Make APZ tell chrome main thread the transforms for chrome to content coordinate spaces

RESOLVED FIXED in Firefox 67

Status

()

enhancement
P3
normal
RESOLVED FIXED
4 months ago
2 months ago

People

(Reporter: hsivonen, Assigned: hsivonen)

Tracking

(Blocks 1 bug)

unspecified
mozilla67
Points:
---
Dependency tree / graph

Firefox Tracking Flags

(Fission Milestone:M2, firefox67 fixed)

Details

(Whiteboard: [fission-event-m1] )

Attachments

(1 attachment)

Assignee

Description

4 months ago

Introduce a function that takes a LayersIds and returns the transform matrix from the chrome coordinate space to the content coordinate space associated with that LayersId. This is LayoutDeviceToLayoutDeviceMatrix4x4, since, for better or worse, content processes have "LayoutDevice"-typed top-level coordinates even though that may not strictly be true in the case of out-of-process iframes.

Priority: -- → P3
Assignee

Updated

4 months ago
Whiteboard: [fission-event-m1]

Updated

4 months ago
Fission Milestone: --- → M2
Assignee

Comment 1

4 months ago

https://gist.github.com/staktrace/6b87bd7ba12df80f53552b1e2220b795 shows the added HitTestingTreeNode::GetCSSTransformToContent() method multiplying a CSSTransformMatrix by another CSSTransformMatrix, which is a unit mismatch. Even after reading the docs, I'm quite confused about what matrices I need to insert in between those matrices in the multiplication chain in order to have the units match up. I see that some places in the code multiply by AsyncTransformMatrix(), which to me looks like just unit multiply with different units.

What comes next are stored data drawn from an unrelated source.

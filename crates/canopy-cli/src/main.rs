use canopy::{
    Dispatch, Hypertree, Input, Kind, ManualClock, RGraph, Scene, Spacetree, Visualization, Viz,
    VizConfig,
};
use serde::Serialize;
use serde_json::Value;
use std::cell::RefCell;
use std::io::Read;
use std::rc::Rc;

#[derive(Debug)]
enum CliError {
    Usage(&'static str),
    Io(std::io::Error),
    Canopy(canopy::Error),
    Json(serde_json::Error),
    Stalled,
}

impl std::fmt::Display for CliError {
    fn fmt(&self, f: &mut std::fmt::Formatter<'_>) -> std::fmt::Result {
        match self {
            CliError::Usage(msg) => write!(f, "{msg}"),
            CliError::Io(err) => write!(f, "I/O error: {err}"),
            CliError::Canopy(err) => write!(f, "{err}"),
            CliError::Json(err) => write!(f, "JSON error: {err}"),
            CliError::Stalled => write!(f, "Animation did not finish"),
        }
    }
}

impl From<std::io::Error> for CliError {
    fn from(value: std::io::Error) -> Self {
        Self::Io(value)
    }
}

impl From<canopy::Error> for CliError {
    fn from(value: canopy::Error) -> Self {
        Self::Canopy(value)
    }
}

impl From<canopy_graph::Error> for CliError {
    fn from(value: canopy_graph::Error) -> Self {
        Self::Canopy(value.into())
    }
}

impl From<serde_json::Error> for CliError {
    fn from(value: serde_json::Error) -> Self {
        Self::Json(value)
    }
}

#[derive(Debug, Clone, Copy, Default, PartialEq, Eq)]
enum Command {
    #[default]
    Layout,
    Scene,
    Animate,
}

#[derive(Debug)]
struct Args {
    command: Command,
    kind: Kind,
    input: Option<String>,
    config: Option<String>,
    root_index: usize,
    click: Option<String>,
    pretty: bool,
    out: Option<String>,
}

impl Default for Args {
    fn default() -> Self {
        Self {
            command: Command::Layout,
            kind: Kind::Spacetree,
            input: None,
            config: None,
            root_index: 0,
            click: None,
            pretty: false,
            out: None,
        }
    }
}

#[derive(Serialize)]
struct LayoutNode<'a> {
    id: &'a str,
    name: &'a str,
    x: f64,
    y: f64,
    depth: i32,
    drawn: bool,
}

#[derive(Serialize)]
struct LayoutOut<'a> {
    kind: Kind,
    root: Option<&'a str>,
    nodes: Vec<LayoutNode<'a>>,
}

#[derive(Serialize)]
struct AnimateOut<'a> {
    kind: Kind,
    clicked: &'a str,
    frames: &'a [Scene],
}

fn usage() -> &'static str {
    "canopy-cli\n\
\n\
USAGE:\n\
  canopy-cli [layout] [--kind spacetree|rgraph|hypertree] [--config <file>] [--root-index <n>] [--click <id>] [--pretty] [--out <path>] [<path>|-]\n\
  canopy-cli scene [--kind ...] [--config <file>] [--root-index <n>] [--click <id>] [--pretty] [--out <path>] [<path>|-]\n\
  canopy-cli animate --click <id> [--kind ...] [--config <file>] [--root-index <n>] [--pretty] [--out <path>] [<path>|-]\n\
\n\
NOTES:\n\
  - If <path> is omitted or '-', input is read from stdin.\n\
  - Input is a JSON tree (object with `children`) or a JSON graph (array with `adjacencies`).\n\
  - --config is a JSON object merged over the defaults of the chosen kind.\n\
  - --click runs the click animation to completion before printing; animate prints every frame.\n\
  - Log output goes to stderr and is controlled by CANOPY_LOG (e.g. CANOPY_LOG=debug).\n\
"
}

fn parse_args(argv: &[String]) -> Result<Args, CliError> {
    let mut args = Args::default();

    let mut it = argv.iter().skip(1);
    while let Some(a) = it.next() {
        match a.as_str() {
            "--help" | "-h" => return Err(CliError::Usage(usage())),
            "layout" => args.command = Command::Layout,
            "scene" => args.command = Command::Scene,
            "animate" => args.command = Command::Animate,
            "--pretty" => args.pretty = true,
            "--kind" => {
                let Some(kind) = it.next() else {
                    return Err(CliError::Usage(usage()));
                };
                args.kind = kind.parse::<Kind>().map_err(|_| CliError::Usage(usage()))?;
            }
            "--config" => {
                let Some(path) = it.next() else {
                    return Err(CliError::Usage(usage()));
                };
                args.config = Some(path.clone());
            }
            "--root-index" => {
                let Some(index) = it.next() else {
                    return Err(CliError::Usage(usage()));
                };
                args.root_index = index.parse::<usize>().map_err(|_| CliError::Usage(usage()))?;
            }
            "--click" => {
                let Some(id) = it.next() else {
                    return Err(CliError::Usage(usage()));
                };
                args.click = Some(id.clone());
            }
            "--out" => {
                let Some(out) = it.next() else {
                    return Err(CliError::Usage(usage()));
                };
                args.out = Some(out.clone());
            }
            "--" => {
                if let Some(rest) = it.next() {
                    if args.input.is_some() {
                        return Err(CliError::Usage(usage()));
                    }
                    args.input = Some(rest.clone());
                }
                if it.next().is_some() {
                    return Err(CliError::Usage(usage()));
                }
            }
            other if other.starts_with('-') && other != "-" => {
                return Err(CliError::Usage(usage()));
            }
            path => {
                if args.input.is_some() {
                    return Err(CliError::Usage(usage()));
                }
                args.input = Some(path.to_string());
            }
        }
    }

    if args.command == Command::Animate && args.click.is_none() {
        return Err(CliError::Usage(usage()));
    }
    Ok(args)
}

fn read_input(input: Option<&str>) -> Result<String, CliError> {
    match input {
        None | Some("-") => {
            let mut buf = String::new();
            std::io::stdin().read_to_string(&mut buf)?;
            Ok(buf)
        }
        Some(path) => Ok(std::fs::read_to_string(path)?),
    }
}

fn write_json(value: &impl Serialize, pretty: bool, out: Option<&str>) -> Result<(), CliError> {
    let text = if pretty {
        serde_json::to_string_pretty(value)?
    } else {
        serde_json::to_string(value)?
    };
    match out {
        None => println!("{text}"),
        Some(path) => std::fs::write(path, text)?,
    }
    Ok(())
}

fn init_tracing() {
    let filter = tracing_subscriber::EnvFilter::try_from_env("CANOPY_LOG")
        .unwrap_or_else(|_| tracing_subscriber::EnvFilter::new("warn"));
    let _ = tracing_subscriber::fmt()
        .with_env_filter(filter)
        .with_writer(std::io::stderr)
        .try_init();
}

/// One of the three visualizations, driven by a simulated clock so runs are instant and repeatable.
enum AnyViz {
    Spacetree(Spacetree),
    RGraph(RGraph),
    Hypertree(Hypertree),
}

impl AnyViz {
    fn new(kind: Kind, config: VizConfig) -> Self {
        let clock = Box::new(ManualClock::new());
        match kind {
            Kind::Spacetree => Self::Spacetree(Spacetree::with_clock(config, clock)),
            Kind::RGraph => Self::RGraph(RGraph::with_clock(config, clock)),
            Kind::Hypertree => Self::Hypertree(Hypertree::with_clock(config, clock)),
        }
    }

    fn viz(&self) -> &Visualization {
        match self {
            Self::Spacetree(st) => st.core(),
            Self::RGraph(rg) => rg.core(),
            Self::Hypertree(ht) => ht.core(),
        }
    }

    fn viz_mut(&mut self) -> &mut Visualization {
        match self {
            Self::Spacetree(st) => st.core_mut(),
            Self::RGraph(rg) => rg.core_mut(),
            Self::Hypertree(ht) => ht.core_mut(),
        }
    }

    fn compute(&mut self) -> canopy::Result<()> {
        match self {
            Self::Spacetree(st) => st.compute(),
            Self::RGraph(rg) => rg.compute(),
            Self::Hypertree(ht) => ht.compute(),
        }
    }

    fn click(&mut self, id: &str) -> canopy::Result<Dispatch> {
        match self {
            Self::Spacetree(st) => st.on_click(id),
            Self::RGraph(rg) => rg.on_click(id),
            Self::Hypertree(ht) => ht.on_click(id),
        }
    }
}

fn build(args: &Args) -> Result<AnyViz, CliError> {
    let overrides = match args.config.as_deref() {
        Some(path) => Some(serde_json::from_str::<Value>(&std::fs::read_to_string(path)?)?),
        None => None,
    };
    let config = VizConfig::for_kind(args.kind, overrides.as_ref())?;
    let input = Input::parse(&read_input(args.input.as_deref())?)?;

    let mut viz = AnyViz::new(args.kind, config);
    viz.viz_mut().load(&input, args.root_index)?;
    viz.compute()?;
    tracing::debug!(
        kind = %args.kind,
        nodes = viz.viz().graph().node_count(),
        "input loaded"
    );
    Ok(viz)
}

fn click(viz: &mut AnyViz, id: &str) -> Result<(), CliError> {
    viz.click(id)?;
    viz.viz_mut().run_until_idle()?;
    if viz.viz().is_busy() {
        return Err(CliError::Stalled);
    }
    Ok(())
}

fn layout_out(viz: &Visualization) -> LayoutOut<'_> {
    let nodes = viz
        .graph()
        .nodes()
        .map(|n| {
            let pos = n.pos.getc();
            LayoutNode {
                id: &n.id,
                name: &n.name,
                x: pos.x,
                y: pos.y,
                depth: viz.traversal().depth(&n.id),
                drawn: n.drawn,
            }
        })
        .collect();
    LayoutOut {
        kind: viz.kind(),
        root: viz.root(),
        nodes,
    }
}

fn run(args: Args) -> Result<(), CliError> {
    let mut viz = build(&args)?;

    match args.command {
        Command::Layout => {
            if let Some(id) = args.click.as_deref() {
                click(&mut viz, id)?;
            }
            write_json(&layout_out(viz.viz()), args.pretty, args.out.as_deref())
        }
        Command::Scene => {
            if let Some(id) = args.click.as_deref() {
                click(&mut viz, id)?;
            }
            viz.viz_mut().plot()?;
            let Some(scene) = viz.viz().scene() else {
                return Ok(());
            };
            write_json(scene, args.pretty, args.out.as_deref())
        }
        Command::Animate => {
            let Some(id) = args.click.as_deref() else {
                return Err(CliError::Usage(usage()));
            };
            let frames: Rc<RefCell<Vec<Scene>>> = Rc::default();
            let sink = Rc::clone(&frames);
            viz.viz_mut().plot()?;
            viz.viz_mut()
                .on_plot(move |scene| sink.borrow_mut().push(scene.clone()));
            click(&mut viz, id)?;
            let frames = frames.borrow();
            let out = AnimateOut {
                kind: args.kind,
                clicked: id,
                frames: &frames,
            };
            write_json(&out, args.pretty, args.out.as_deref())
        }
    }
}

fn main() {
    init_tracing();
    let args = match parse_args(&std::env::args().collect::<Vec<_>>()) {
        Ok(v) => v,
        Err(CliError::Usage(msg)) => {
            eprintln!("{msg}");
            std::process::exit(2);
        }
        Err(err) => {
            eprintln!("{err}");
            std::process::exit(1);
        }
    };

    match run(args) {
        Ok(()) => {}
        Err(CliError::Usage(msg)) => {
            eprintln!("{msg}");
            std::process::exit(2);
        }
        Err(err) => {
            eprintln!("{err}");
            std::process::exit(1);
        }
    }
}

kats, could you, please, explain some more how to get the units to match up when recursively multiplying the matrices in HitTestingTreeNode::GetCSSTransformToContent()?

Also, it doesn't help conceptualize what's going on that the matrix type that I need is LayoutDeviceToLayoutDeviceMatrix4x4. Am I correct in assuming that for all the scale between CSS and LayoutDevice units can't differ between iframe parent and child so that if the going from a CSS to CSS to a LayoutDeviceToLayoutDeviceMatrix4x4 at the end is always a matter of multiplying by CSSToLayoutDeviceScale in TabParent?

Flags: needinfo?(kats)

I can provide some background on the conceptual model here.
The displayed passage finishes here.